You recorded the Sweet cover "Action" with Atomic Playboys and "Set me free" with Vince Neil on his 1993 record "Exposed", is the Sweet a big influence for you?
Steve: I wouldn’t say a big influence but they certainly made some very cool sounding records. Their production was pretty much state of the art at the time.

You have done some remarkable stuff through the years that some guitarists can only dream of like for example playing on "Dirty Diana" on Michael Jackson´s "Bad" from 1987, you won a Grammy for the Top Gun Anthem in 1986 and recorded 2 albums with the super musicians Terry Bozzio and Tony Levin - what are you most proud of?
Steve: I’d say I am most proud of having a 40 year love affair with a silly piece of wood with some wires stretched across it. The guitar is still an instrument that amazes me while allowing me to express myself on better then words could.

Have you been offered to play on any other Soundtrack themes after Top Gun?
Steve: Yes, some very silly that I just had to decline.

On Billy Idol´s latest album "The Devils Playground" from 2005, you and Billy went back to the punkrock sound of Generation X which was nice, are you planning on recording a new album together?
Steve: We are touring this year starting in June and we plan to record new music late 2008 into 2009.

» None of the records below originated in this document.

//! Content variants accepted by cache entries
//!
//! Content is an explicit sum over the three shapes the search processors
//! dispatch on: plain text, structured JSON-like values, and snapshots of
//! application objects. Object snapshots are taken through the [`Reflective`]
//! trait, so types opt into object search by describing their fields and
//! member names explicitly.

use serde::{Deserialize, Serialize};
use serde_json::Value;
use std::collections::BTreeMap;

/// A piece of cacheable, searchable content
#[derive(Debug, Clone, PartialEq, Serialize, Deserialize)]
#[serde(tag = "type", content = "value", rename_all = "snake_case")]
pub enum Content {
    /// Plain text
    Text(String),
    /// Nested mappings and sequences
    Structured(Value),
    /// Frozen view of an application object
    Object(ObjectSnapshot),
}

impl Content {
    /// Builds object content from any type implementing [`Reflective`]
    pub fn from_object<T: Reflective + ?Sized>(object: &T) -> Self {
        Content::Object(object.snapshot())
    }

    /// Whether this value is too empty to be cached
    ///
    /// Empty text and structured `null`, `false`, zero, empty-string,
    /// empty-array, and empty-mapping values are all vacant and are refused
    /// by `set_content`. Object snapshots are never vacant.
    pub fn is_vacant(&self) -> bool {
        match self {
            Content::Text(text) => text.is_empty(),
            Content::Structured(value) => match value {
                Value::Null => true,
                Value::Bool(flag) => !flag,
                Value::Number(number) => number.as_f64() == Some(0.0),
                Value::String(text) => text.is_empty(),
                Value::Array(items) => items.is_empty(),
                Value::Object(map) => map.is_empty(),
            },
            Content::Object(_) => false,
        }
    }

    /// Variant tag as a string
    pub fn kind(&self) -> &'static str {
        match self {
            Content::Text(_) => "text",
            Content::Structured(_) => "structured",
            Content::Object(_) => "object",
        }
    }

    /// Byte length for text content, `None` for the other variants
    pub fn size(&self) -> Option<usize> {
        match self {
            Content::Text(text) => Some(text.len()),
            _ => None,
        }
    }
}

impl From<&str> for Content {
    fn from(text: &str) -> Self {
        Content::Text(text.to_string())
    }
}

impl From<String> for Content {
    fn from(text: String) -> Self {
        Content::Text(text)
    }
}

impl From<Value> for Content {
    fn from(value: Value) -> Self {
        Content::Structured(value)
    }
}

impl From<ObjectSnapshot> for Content {
    fn from(snapshot: ObjectSnapshot) -> Self {
        Content::Object(snapshot)
    }
}

/// Member names of an object, grouped by classification
#[derive(Debug, Clone, Default, PartialEq, Serialize, Deserialize)]
pub struct MemberSet {
    pub properties: Vec<String>,
    pub methods: Vec<String>,
    pub static_properties: Vec<String>,
    pub constants: Vec<String>,
}

impl MemberSet {
    pub fn is_empty(&self) -> bool {
        self.properties.is_empty()
            && self.methods.is_empty()
            && self.static_properties.is_empty()
            && self.constants.is_empty()
    }

    /// Keeps only the members whose name equals `needle`, preserving grouping
    pub fn matching(&self, needle: &str) -> MemberSet {
        let select = |names: &[String]| {
            names
                .iter()
                .filter(|name| *name == needle)
                .cloned()
                .collect()
        };

        MemberSet {
            properties: select(&self.properties),
            methods: select(&self.methods),
            static_properties: select(&self.static_properties),
            constants: select(&self.constants),
        }
    }
}

/// Serializable snapshot of an application object
///
/// Holds the directly accessible field values plus the full member listing,
/// including members contributed by ancestor types. Snapshots are frozen at
/// the moment content is assigned, which is what lets object content survive
/// a disk round trip.
#[derive(Debug, Clone, Default, PartialEq, Serialize, Deserialize)]
pub struct ObjectSnapshot {
    type_name: String,
    fields: BTreeMap<String, Value>,
    members: MemberSet,
}

impl ObjectSnapshot {
    pub fn new(type_name: impl Into<String>) -> Self {
        Self {
            type_name: type_name.into(),
            fields: BTreeMap::new(),
            members: MemberSet::default(),
        }
    }

    /// Records a field value; the name is also listed as a property
    pub fn with_field(mut self, name: impl Into<String>, value: impl Into<Value>) -> Self {
        let name = name.into();
        self.members.properties.push(name.clone());
        self.fields.insert(name, value.into());
        self
    }

    pub fn with_method(mut self, name: impl Into<String>) -> Self {
        self.members.methods.push(name.into());
        self
    }

    pub fn with_static_property(mut self, name: impl Into<String>) -> Self {
        self.members.static_properties.push(name.into());
        self
    }

    pub fn with_constant(mut self, name: impl Into<String>) -> Self {
        self.members.constants.push(name.into());
        self
    }

    pub fn type_name(&self) -> &str {
        &self.type_name
    }

    pub fn has_field(&self, name: &str) -> bool {
        self.fields.contains_key(name)
    }

    pub fn field(&self, name: &str) -> Option<&Value> {
        self.fields.get(name)
    }

    pub fn fields(&self) -> &BTreeMap<String, Value> {
        &self.fields
    }

    pub fn members(&self) -> &MemberSet {
        &self.members
    }
}

/// Capability interface for object content
///
/// Types implement this to make themselves searchable by member name. The
/// default `members` listing reports the named fields as properties; types
/// with methods, statics, or constants worth finding override it.
pub trait Reflective {
    /// Name of the concrete type
    fn type_name(&self) -> &str;

    /// Directly accessible field values
    fn named_fields(&self) -> BTreeMap<String, Value>;

    /// Full member listing, including inherited members
    fn members(&self) -> MemberSet {
        MemberSet {
            properties: self.named_fields().keys().cloned().collect(),
            ..MemberSet::default()
        }
    }

    /// Freezes the object into its serializable snapshot form
    fn snapshot(&self) -> ObjectSnapshot {
        ObjectSnapshot {
            type_name: self.type_name().to_string(),
            fields: self.named_fields(),
            members: self.members(),
        }
    }
}
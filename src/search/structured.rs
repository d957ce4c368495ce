//! Key search over structured content

use super::{SearchOutcome, SearchProcessor};
use crate::content::Content;
use serde_json::Value;

/// Pre-order search for an exactly matching key in nested mappings
///
/// Traversal visits each key before descending into its value, so the first
/// match in parent-before-children order wins. Sequence indices are never
/// compared against the needle; sequences are only descended into.
#[derive(Debug, Default)]
pub struct StructuredSearchProcessor;

impl SearchProcessor for StructuredSearchProcessor {
    fn name(&self) -> &str {
        "structured_search"
    }

    fn is_supported(&self, content: &Content) -> bool {
        matches!(
            content,
            Content::Structured(Value::Object(_)) | Content::Structured(Value::Array(_))
        )
    }

    fn search(&self, needle: &str, content: &Content) -> Option<SearchOutcome> {
        if !self.is_supported(content) {
            return None;
        }

        let Content::Structured(value) = content else {
            return None;
        };

        find_key(needle, value).map(|found| SearchOutcome::Value(found.clone()))
    }
}

fn find_key<'a>(needle: &str, value: &'a Value) -> Option<&'a Value> {
    match value {
        Value::Object(map) => {
            for (key, child) in map {
                if key == needle {
                    return Some(child);
                }
                if let Some(found) = find_key(needle, child) {
                    return Some(found);
                }
            }
            None
        }
        Value::Array(items) => items.iter().find_map(|item| find_key(needle, item)),
        _ => None,
    }
}
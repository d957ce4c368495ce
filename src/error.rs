//! Error types shared across the crate

use thiserror::Error;

/// Errors raised by cache entries and the registry
#[derive(Debug, Error)]
pub enum CacheError {
    /// A required identifying field was missing or empty
    #[error("validation error: {0}")]
    Validation(String),

    /// Directory creation/validation, file write, or file delete failure
    #[error("file operation error: {0}")]
    FileOperation(String),

    /// Corrupt on-disk record, or a failed compression/serialization round trip
    #[error("serialization error: {0}")]
    Serialization(String),
}
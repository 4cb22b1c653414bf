//! `spec.md` §8 S8: a field the server never supplies, explicitly marked
//! `@_required` so the schema's own nullability doesn't tolerate it, leaves
//! the operation permanently a miss — writes to unrelated entities must not
//! keep re-nominating it for reexecution.

mod common;

use graphql_cache::{Cache, CacheOutcome, RequestPolicy};

#[test]
fn required_field_never_supplied_does_not_thrash_on_unrelated_writes() {
    let mut cache = Cache::new(common::options());

    let effects = cache.operation(common::query_op(
        "op1",
        "{ author(id: \"1\") { id name @_required } }",
        RequestPolicy::CacheFirst,
    ));
    let first = common::emissions_for(&effects, "op1");
    assert_eq!(first.len(), 1);
    assert_eq!(first[0].cache_outcome, Some(CacheOutcome::Miss));
    assert_eq!(first[0].data, None);

    // The server never sends "name" for Author:1.
    cache.result(common::result(
        "op1",
        common::obj(&[(
            "author",
            common::obj(&[("__typename", common::jstr("Author")), ("id", common::jstr("1"))]),
        )]),
    ));

    // Repeated writes to an entirely unrelated entity must never re-nominate
    // op1 — it has no dependency on them.
    for i in 0..5 {
        cache.operation(common::query_op(&format!("other{i}"), "{ author(id: \"2\") { id name } }", RequestPolicy::CacheFirst));
        let effects = cache.result(common::result(
            &format!("other{i}"),
            common::obj(&[("author", common::author("2", "someone else"))]),
        ));
        assert!(
            common::emissions_for(&effects, "op1").is_empty(),
            "op1 must not be reexecuted by a write to an unrelated entity"
        );
    }

    // A write that does touch Author:1's "name" is a different story: now it
    // resolves and op1 is told about it exactly once.
    let effects = cache.operation(common::mutation_op(
        "m1",
        "mutation { setName(id: \"1\", name: \"Ada\") { id name } }",
    ));
    let optimistic = common::emissions_for(&effects, "op1");
    assert!(optimistic.is_empty(), "no optimistic updater is registered for setName here");

    let effects = cache.result(common::result("m1", common::obj(&[("setName", common::author("1", "Ada"))])));
    let resolved = common::emissions_for(&effects, "op1");
    assert_eq!(resolved.len(), 1);
    assert_eq!(resolved[0].cache_outcome, Some(CacheOutcome::Hit));
    assert_eq!(
        common::get(resolved[0].data.as_ref().unwrap(), "author").and_then(|a| common::get(a, "name")),
        Some(&common::jstr("Ada"))
    );
}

One of my favorite guitar riffs from the Billy Idol catalogue is "Flesh for fantasy", do you still play it live with Billy or are you tired of it?
Steve: We still play it and fortunately I really never tire of playing that song. It’s got enough improv room that we can make it ever so slightly different each night.

Thanks for taking your time answering a silly Swede´s questions, what do you think of when you think of Sweden?
Steve: Abba and those squishy lil’ red candy fish.